Imagine having 11 complete poetry units with handouts and lesson plans completed. You don’t need to imagine. These units are teacher ready and student ready. Just print, make copies, and accept accolades from colleagues and students.

My own analysis using the steps for writing a poetry analysis produces the following observations:

  1. There is no rhyme scheme. The meter is blank verse with variations. The lack of structure mirrors the freedom of youth.
  2. The poem creates its rhythm through the use of enjambment.
  3. The poem opens with a contrast: bent birches and straighter, darker trees.
  4. The short sentence in line five “ice storms do that” jolts the reader and changes the tone from idyllic to harsh.
  5. The contrast is continued in line 6 with the juxtaposition of ice and sunny.
  6. Line 9: alliteration of “cracks and crazes” draws the reader’s attention. Cracks and crazes could also represent the wrinkling of old age. Enamel reminds me of teeth and bones.
  7. I am drawn to the alliteration and assonance in lines 10-11: “soon the sun’s warmth makes them shed crystal shells shattering and avalanching on the snow crust.”
  8. Old age metaphor in lines 14-16: “They are dragged to the withered bracken by the load, / and they seem not to break; though once they are bowed [nice pun] / So low for long, they never right themselves.”
  9. Line 23 contains a pivot: “(Now am I free to be poetical?)” The tone of the poem changes once again. Poets see things that aren’t and make them so. It’s not about facts. It’s about beauty. The poem’s rhythm picks up immediately, reflective of the switch from old age represented by ice bent limbs, to youth, represented by swinging from branches.
  10. Line 29: “One by one he subdued his father’s trees” much in the same way the young supplant the old.
  11. Line 42: “So was I once myself a swinger of birches” is a combination of alliteration and consonance. It establishes the last stanza as reflective, a personalized message about youth. It marks a change in mood.
  12. Lines 47-50 states the poet’s desire to begin his life again, much in the same way he begins his poem again in lines 23 and line 42. Form enhances theme.
  13. The final association of birches is with love beginning in line 55.
  14. He finishes the poem with an outstanding example of meiosis: “One could do worse than be a swinger of birches.” This is the concluding line to a poem that exults the life of one who is a swinger of birches.

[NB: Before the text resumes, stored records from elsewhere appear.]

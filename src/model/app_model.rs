//! Main application model with state management

use std::sync::Arc;
use tokio::sync::Mutex;

use super::content::{ContentState, ContentView, TrackDetail};
use super::gateway::LikeResponse;
use super::player::PlayerState;
use super::types::{Profile, SessionState, ShareLink, Track, UiState};

/// Snapshot of playback state handed to the view each frame
#[derive(Clone, Debug, Default)]
pub struct PlaybackView {
    pub track: Option<Track>,
    pub playing: bool,
    pub queue_len: usize,
    /// Zero-based position of the current track within the queue, when the
    /// queue contains it
    pub queue_pos: Option<usize>,
    pub liked: bool,
}

/// Main application model containing all state.
///
/// Created once at startup and shared by every component; the player state
/// and liked overlay inside it live for the whole session.
pub struct AppModel {
    player: Arc<Mutex<PlayerState>>,
    content_state: Arc<Mutex<ContentState>>,
    ui_state: Arc<Mutex<UiState>>,
    session: Arc<Mutex<SessionState>>,
    should_quit: Arc<Mutex<bool>>,
}

impl AppModel {
    pub fn new(logged_in: bool) -> Self {
        Self {
            player: Arc::new(Mutex::new(PlayerState::new())),
            content_state: Arc::new(Mutex::new(ContentState::default())),
            ui_state: Arc::new(Mutex::new(UiState::default())),
            session: Arc::new(Mutex::new(SessionState {
                logged_in,
                profile: None,
            })),
            should_quit: Arc::new(Mutex::new(false)),
        }
    }

    pub async fn should_quit(&self) -> bool {
        *self.should_quit.lock().await
    }

    pub async fn set_should_quit(&self, quit: bool) {
        *self.should_quit.lock().await = quit;
    }

    // ========================================================================
    // Player state
    // ========================================================================

    pub async fn set_queue(&self, tracks: Vec<Track>) {
        self.player.lock().await.set_queue(tracks);
    }

    pub async fn toggle_play(&self, track: &Track) {
        self.player.lock().await.toggle_play(track);
    }

    pub async fn toggle_like(&self, slug: &str) {
        self.player.lock().await.toggle_like(slug);
    }

    pub async fn liked_status(&self, slug: &str, baseline: bool) -> bool {
        self.player.lock().await.is_liked(slug, baseline)
    }

    pub async fn is_current_and_playing(&self, track_id: u64) -> bool {
        self.player.lock().await.is_current_and_playing(track_id)
    }

    /// Snapshot of the liked overlay for rendering a whole frame of cards
    pub async fn liked_overlay(&self) -> std::collections::HashMap<String, bool> {
        self.player.lock().await.overlay().clone()
    }

    pub async fn playback_view(&self) -> PlaybackView {
        let player = self.player.lock().await;
        let track = player.current_track().cloned();
        let queue_pos = track
            .as_ref()
            .and_then(|current| player.queue().iter().position(|t| t.id == current.id));
        let liked = track
            .as_ref()
            .map(|t| player.is_liked(&t.slug, t.is_liked))
            .unwrap_or(false);

        PlaybackView {
            playing: player.is_playing(),
            queue_len: player.queue().len(),
            queue_pos,
            liked,
            track,
        }
    }

    // ========================================================================
    // Content state
    // ========================================================================

    pub async fn get_content_state(&self) -> ContentState {
        self.content_state.lock().await.clone()
    }

    pub async fn set_content_loading(&self, loading: bool) {
        self.content_state.lock().await.is_loading = loading;
    }

    pub async fn set_track_grid(&self, tracks: Vec<Track>) {
        let mut state = self.content_state.lock().await;
        state.navigation_stack.clear();
        state.view = ContentView::TrackGrid {
            tracks,
            selected: 0,
        };
        state.is_loading = false;
    }

    pub async fn set_track_detail(&self, detail: TrackDetail) {
        let mut state = self.content_state.lock().await;
        if !matches!(state.view, ContentView::Empty) {
            let previous_view = state.view.clone();
            state.navigation_stack.push(previous_view);
        }
        state.view = ContentView::TrackDetail {
            detail,
            similar_selected: 0,
        };
        state.is_loading = false;
    }

    pub async fn set_not_found(&self, slug: String) {
        let mut state = self.content_state.lock().await;
        if !matches!(state.view, ContentView::Empty) {
            let previous_view = state.view.clone();
            state.navigation_stack.push(previous_view);
        }
        state.view = ContentView::NotFound { slug };
        state.is_loading = false;
    }

    pub async fn navigate_back(&self) -> bool {
        let mut state = self.content_state.lock().await;
        if let Some(previous_view) = state.navigation_stack.pop() {
            state.view = previous_view;
            true
        } else {
            false
        }
    }

    pub async fn content_move_up(&self) {
        let mut state = self.content_state.lock().await;
        match &mut state.view {
            ContentView::TrackGrid { selected, .. } => {
                if *selected > 0 {
                    *selected -= 1;
                }
            }
            ContentView::TrackDetail {
                similar_selected, ..
            } => {
                if *similar_selected > 0 {
                    *similar_selected -= 1;
                }
            }
            _ => {}
        }
    }

    pub async fn content_move_down(&self) {
        let mut state = self.content_state.lock().await;
        match &mut state.view {
            ContentView::TrackGrid { tracks, selected } => {
                if *selected < tracks.len().saturating_sub(1) {
                    *selected += 1;
                }
            }
            ContentView::TrackDetail {
                detail,
                similar_selected,
            } => {
                if *similar_selected < detail.similar.len().saturating_sub(1) {
                    *similar_selected += 1;
                }
            }
            _ => {}
        }
    }

    /// The selected card in the grid, together with the full grid list that
    /// becomes the queue when play is pressed from that card
    pub async fn selected_grid_track(&self) -> Option<(Track, Vec<Track>)> {
        let state = self.content_state.lock().await;
        if let ContentView::TrackGrid { tracks, selected } = &state.view {
            tracks.get(*selected).map(|t| (t.clone(), tracks.clone()))
        } else {
            None
        }
    }

    /// The selected card in the detail page's similar section, with the
    /// similar list as its queue context
    pub async fn selected_similar_track(&self) -> Option<(Track, Vec<Track>)> {
        let state = self.content_state.lock().await;
        if let ContentView::TrackDetail { detail, similar_selected } = &state.view {
            detail
                .similar
                .get(*similar_selected)
                .map(|t| (t.clone(), detail.similar.clone()))
        } else {
            None
        }
    }

    pub async fn detail_track(&self) -> Option<Track> {
        let state = self.content_state.lock().await;
        if let ContentView::TrackDetail { detail, .. } = &state.view {
            Some(detail.track.clone())
        } else {
            None
        }
    }

    pub async fn toggle_description_panel(&self) {
        let mut state = self.content_state.lock().await;
        if let ContentView::TrackDetail { detail, .. } = &mut state.view {
            if detail.track.description.is_some() {
                detail.panel = detail.panel.toggle_description();
            }
        }
    }

    pub async fn toggle_lyrics_panel(&self) {
        let mut state = self.content_state.lock().await;
        if let ContentView::TrackDetail { detail, .. } = &mut state.view {
            if detail.track.lyrics.is_some() {
                detail.panel = detail.panel.toggle_lyrics();
            }
        }
    }

    // ========================================================================
    // Counter reconciliation
    //
    // Every update is keyed by slug, so a response that arrives after the
    // user moved on only touches view copies still showing that slug.
    // ========================================================================

    /// Replace the displayed play counter with the authoritative value
    /// returned by the backend.
    pub async fn set_plays_count(&self, slug: &str, plays: u64) {
        let mut state = self.content_state.lock().await;
        match &mut state.view {
            ContentView::TrackGrid { tracks, .. } => {
                if let Some(track) = tracks.iter_mut().find(|t| t.slug == slug) {
                    track.plays_count = plays;
                }
            }
            ContentView::TrackDetail { detail, .. } => {
                if detail.track.slug == slug {
                    detail.track.plays_count = plays;
                }
                if let Some(track) = detail.similar.iter_mut().find(|t| t.slug == slug) {
                    track.plays_count = plays;
                }
            }
            _ => {}
        }
    }

    /// Optimistic card-side like adjustment: shift the displayed counter by
    /// one in the direction implied by the pre-flip liked status. Card copies
    /// only; the detail page waits for the confirmed value instead.
    pub async fn adjust_likes_count(&self, slug: &str, was_liked: bool) {
        let delta: i64 = if was_liked { -1 } else { 1 };
        let mut state = self.content_state.lock().await;
        match &mut state.view {
            ContentView::TrackGrid { tracks, .. } => {
                if let Some(track) = tracks.iter_mut().find(|t| t.slug == slug) {
                    track.likes_count = track.likes_count.saturating_add_signed(delta);
                }
            }
            ContentView::TrackDetail { detail, .. } => {
                if let Some(track) = detail.similar.iter_mut().find(|t| t.slug == slug) {
                    track.likes_count = track.likes_count.saturating_add_signed(delta);
                }
            }
            _ => {}
        }
    }

    /// Replace the displayed like counter on card copies with the
    /// authoritative value: confirmed always overwrites the pending ±1.
    pub async fn set_likes_count(&self, slug: &str, likes: u64) {
        let mut state = self.content_state.lock().await;
        match &mut state.view {
            ContentView::TrackGrid { tracks, .. } => {
                if let Some(track) = tracks.iter_mut().find(|t| t.slug == slug) {
                    track.likes_count = likes;
                }
            }
            ContentView::TrackDetail { detail, .. } => {
                if let Some(track) = detail.similar.iter_mut().find(|t| t.slug == slug) {
                    track.likes_count = likes;
                }
            }
            _ => {}
        }
    }

    /// Confirmed detail-side like update: apply the authoritative boolean and
    /// counter from the backend, if the detail page still shows this slug.
    pub async fn apply_like_confirmation(&self, slug: &str, response: LikeResponse) {
        let mut state = self.content_state.lock().await;
        if let ContentView::TrackDetail { detail, .. } = &mut state.view {
            if detail.track.slug == slug {
                detail.is_liked = response.is_liked;
                detail.track.likes_count = response.likes_count;
            }
        }
    }

    // ========================================================================
    // Session & chrome
    // ========================================================================

    pub async fn get_session(&self) -> SessionState {
        self.session.lock().await.clone()
    }

    pub async fn is_logged_in(&self) -> bool {
        self.session.lock().await.logged_in
    }

    pub async fn set_profile(&self, profile: Profile) {
        let mut session = self.session.lock().await;
        session.profile = Some(profile);
    }

    /// Identity fetch failed: display as logged out. The flag is never
    /// upgraded back to true by a fetch.
    pub async fn downgrade_identity(&self) {
        let mut session = self.session.lock().await;
        session.logged_in = false;
        session.profile = None;
    }

    pub async fn clear_identity(&self) {
        let mut session = self.session.lock().await;
        session.logged_in = false;
        session.profile = None;
    }

    pub async fn get_ui_state(&self) -> UiState {
        self.ui_state.lock().await.clone()
    }

    pub async fn toggle_dropdown(&self) {
        let mut state = self.ui_state.lock().await;
        state.dropdown_open = !state.dropdown_open;
        state.dropdown_selected = 0;
    }

    pub async fn close_dropdown(&self) {
        let mut state = self.ui_state.lock().await;
        state.dropdown_open = false;
    }

    pub async fn is_dropdown_open(&self) -> bool {
        self.ui_state.lock().await.dropdown_open
    }

    pub async fn dropdown_move_up(&self) {
        let mut state = self.ui_state.lock().await;
        if state.dropdown_selected > 0 {
            state.dropdown_selected -= 1;
        }
    }

    pub async fn dropdown_move_down(&self, entries: usize) {
        let mut state = self.ui_state.lock().await;
        if state.dropdown_selected < entries.saturating_sub(1) {
            state.dropdown_selected += 1;
        }
    }

    pub async fn dropdown_selected(&self) -> usize {
        self.ui_state.lock().await.dropdown_selected
    }

    pub async fn open_share(&self, links: Vec<ShareLink>) {
        let mut state = self.ui_state.lock().await;
        state.share_open = true;
        state.share_selected = 0;
        state.share_links = links;
    }

    pub async fn close_share(&self) {
        let mut state = self.ui_state.lock().await;
        state.share_open = false;
        state.share_links.clear();
    }

    pub async fn is_share_open(&self) -> bool {
        self.ui_state.lock().await.share_open
    }

    pub async fn share_move_up(&self) {
        let mut state = self.ui_state.lock().await;
        if state.share_selected > 0 {
            state.share_selected -= 1;
        }
    }

    pub async fn share_move_down(&self) {
        let mut state = self.ui_state.lock().await;
        if state.share_selected < state.share_links.len().saturating_sub(1) {
            state.share_selected += 1;
        }
    }

    pub async fn selected_share_link(&self) -> Option<ShareLink> {
        let state = self.ui_state.lock().await;
        state.share_links.get(state.share_selected).cloned()
    }
}

impl Default for AppModel {
    fn default() -> Self {
        Self::new(false)
    }
}
//! Header chrome rendering (brand, section links, identity)

use ratatui::{
    Frame,
    layout::{Constraint, Direction, Layout, Rect},
    style::{Color, Modifier, Style},
    text::{Line, Span},
    widgets::{Block, Borders, Padding, Paragraph},
};

use crate::model::SessionState;

pub fn render_header(frame: &mut Frame, area: Rect, session: &SessionState) {
    let chunks = Layout::default()
        .direction(Direction::Horizontal)
        .constraints([
            Constraint::Length(12), // Brand
            Constraint::Min(0),     // Section links
            Constraint::Length(26), // Identity
        ])
        .split(area);

    let brand = Paragraph::new(Span::styled(
        "Viberfy",
        Style::default()
            .fg(Color::Magenta)
            .add_modifier(Modifier::BOLD),
    ))
    .block(Block::default().borders(Borders::ALL));
    frame.render_widget(brand, chunks[0]);

    let links = Line::from(vec![
        Span::styled("Tracks", Style::default().fg(Color::White)),
        Span::raw("   "),
        Span::styled("Albums", Style::default().fg(Color::DarkGray)),
        Span::raw("   "),
        Span::styled("Artists", Style::default().fg(Color::DarkGray)),
    ]);
    let nav = Paragraph::new(links).block(
        Block::default()
            .borders(Borders::ALL)
            .padding(Padding::horizontal(1)),
    );
    frame.render_widget(nav, chunks[1]);

    let identity = if session.logged_in {
        match &session.profile {
            Some(profile) => Span::styled(
                format!("@{} (A: menu)", profile.username),
                Style::default().fg(Color::Cyan),
            ),
            None => Span::styled("Signed in", Style::default().fg(Color::Cyan)),
        }
    } else {
        Span::styled("Login / Register", Style::default().fg(Color::DarkGray))
    };
    let account = Paragraph::new(identity)
        .block(Block::default().borders(Borders::ALL).title(" Account "));
    frame.render_widget(account, chunks[2]);
}
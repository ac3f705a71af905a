//! Shared playback and liked-status state
//!
//! One instance of [`PlayerState`] lives behind the app model for the whole
//! session; every component reads playback/liked state from it and mutates it
//! through the operations below. Mutations are plain synchronous flips, so
//! wrapped in the app model's mutex they are atomic with respect to the event
//! loop.

use std::collections::HashMap;

use super::types::Track;

/// The single source of truth for the current track, the play/pause flag,
/// the active queue and the per-slug liked overlay.
#[derive(Clone, Debug, Default)]
pub struct PlayerState {
    queue: Vec<Track>,
    current: Option<Track>,
    playing: bool,
    /// Locally-known liked status by slug. Entries, once written, win over
    /// the `is_liked` baseline embedded in any track snapshot and are never
    /// removed for the rest of the session.
    liked: HashMap<String, bool>,
}

impl PlayerState {
    pub fn new() -> Self {
        Self::default()
    }

    /// Replace the queue wholesale. Does not touch the current track or the
    /// playing flag; callers replace the queue before changing the current
    /// track so the queue always contains it.
    pub fn set_queue(&mut self, tracks: Vec<Track>) {
        self.queue = tracks;
    }

    /// Single entry point for the play affordance.
    ///
    /// Pressing play on the track that is already current flips the playing
    /// flag (pause/resume). Pressing play on any other track makes it current
    /// and always starts playing; there is no "select without playing".
    pub fn toggle_play(&mut self, track: &Track) {
        match &self.current {
            Some(current) if current.id == track.id => {
                self.playing = !self.playing;
            }
            _ => {
                self.current = Some(track.clone());
                self.playing = true;
            }
        }
    }

    /// Flip the liked overlay for a slug: absent becomes true, true becomes
    /// false, false becomes true. Purely local; persisting the like is the
    /// caller's job.
    pub fn toggle_like(&mut self, slug: &str) {
        let entry = self.liked.entry(slug.to_string()).or_insert(false);
        *entry = !*entry;
    }

    /// Liked status for a slug: the overlay entry when one exists, otherwise
    /// the supplied server-declared baseline.
    pub fn is_liked(&self, slug: &str, baseline: bool) -> bool {
        self.liked.get(slug).copied().unwrap_or(baseline)
    }

    pub fn current_track(&self) -> Option<&Track> {
        self.current.as_ref()
    }

    pub fn is_playing(&self) -> bool {
        self.playing
    }

    pub fn queue(&self) -> &[Track] {
        &self.queue
    }

    /// The raw overlay, for views that render many cards per frame
    pub fn overlay(&self) -> &HashMap<String, bool> {
        &self.liked
    }

    /// Whether `track_id` is the current track and it is playing right now.
    ///
    /// Callers capture this before `toggle_play` to decide whether the action
    /// starts playback (and therefore must register a play with the backend)
    /// or merely pauses/resumes it.
    pub fn is_current_and_playing(&self, track_id: u64) -> bool {
        self.playing && self.current.as_ref().is_some_and(|t| t.id == track_id)
    }
}

#[cfg(test)]
mod tests {
    use super::*;
    use crate::model::test_util::sample_track as track;

    #[test]
    fn toggling_same_track_alternates_playing_flag() {
        let mut state = PlayerState::new();
        let a = track(1, "a");

        state.toggle_play(&a);
        assert!(state.is_playing());
        assert_eq!(state.current_track().map(|t| t.id), Some(1));

        state.toggle_play(&a);
        assert!(!state.is_playing());
        assert_eq!(state.current_track().map(|t| t.id), Some(1));

        state.toggle_play(&a);
        assert!(state.is_playing());
    }

    #[test]
    fn switching_tracks_always_starts_playing() {
        let mut state = PlayerState::new();
        let a = track(1, "a");
        let b = track(2, "b");

        state.toggle_play(&a);
        state.toggle_play(&a); // pause
        assert!(!state.is_playing());

        state.toggle_play(&b);
        assert_eq!(state.current_track().map(|t| t.id), Some(2));
        assert!(state.is_playing());

        // And from a playing state too
        state.toggle_play(&a);
        assert_eq!(state.current_track().map(|t| t.id), Some(1));
        assert!(state.is_playing());
    }

    #[test]
    fn play_registration_predicate_across_states() {
        let mut state = PlayerState::new();
        let a = track(1, "a");

        // Idle: starting A must register a play
        assert!(!state.is_current_and_playing(a.id));
        state.toggle_play(&a);

        // Already playing A: toggling only pauses, no registration
        assert!(state.is_current_and_playing(a.id));
        state.toggle_play(&a);

        // Paused on A: resuming counts as a fresh start
        assert!(!state.is_current_and_playing(a.id));
        state.toggle_play(&a);
        assert!(state.is_current_and_playing(a.id));
    }

    #[test]
    fn toggle_like_is_an_involution() {
        let mut state = PlayerState::new();

        state.toggle_like("song");
        assert!(state.is_liked("song", false));
        state.toggle_like("song");
        assert!(!state.is_liked("song", false));

        // The entry stays present after the round trip; the baseline no
        // longer applies to this slug.
        assert!(!state.is_liked("song", true));
    }

    #[test]
    fn liked_lookup_falls_back_to_baseline() {
        let state = PlayerState::new();
        assert!(state.is_liked("unknown", true));
        assert!(!state.is_liked("unknown", false));

        let mut state = state;
        state.toggle_like("known");
        assert!(state.is_liked("known", false));
        assert!(state.is_liked("known", true));
    }

    #[test]
    fn set_queue_leaves_playback_untouched() {
        let mut state = PlayerState::new();
        let a = track(1, "a");
        state.toggle_play(&a);

        state.set_queue(vec![track(2, "b"), track(3, "c")]);
        assert_eq!(state.queue().len(), 2);
        assert_eq!(state.current_track().map(|t| t.id), Some(1));
        assert!(state.is_playing());

        state.set_queue(vec![]);
        assert!(state.queue().is_empty());
        assert!(state.is_playing());
    }
}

Two-Paragraph Analysis of “Birches” by Robert Frost

The regenerative cycle of nature and love is reflected in Robert Frost’s nature poem “Birches.” The poem begins with the harsh realization that although he wishes the bent birches were a result of some boy swinging on them, he understands that “ice storms do that” (5). The abruptly short sentence jolts the reader and turns a lively mood into a somber one. Lines 5-22 laments old age through the use of symbols and metaphors: ice “cracks and crazes their [birches] enamel” (9), “heaps of broken glass” (12) are swept away, birches are “dragged to the withered bracken by the load” (14).

The poem pivots in line 24 as the poet imagines that, yes, the birches are bent from a boy swinging on them. The rhythm of the poem speeds up as Frost provides images of youth swinging on birches. Frost uses alliteration in line 42 to change the direction and mood of the poem once again as he reflects on what it would be like to be young again. The only way to do this, he claims, is through love. It is through love that even those who are bent can enjoy a renewal of their spirit, and can “climb black branches up a snow white trunk / Toward heaven, till the tree could bear no more” (56-57). He emphasizes the perfect rejuvenating power of love, represented by the birches, via meiosis in the last line: “Once could do worse than be a swinger of birches” (60).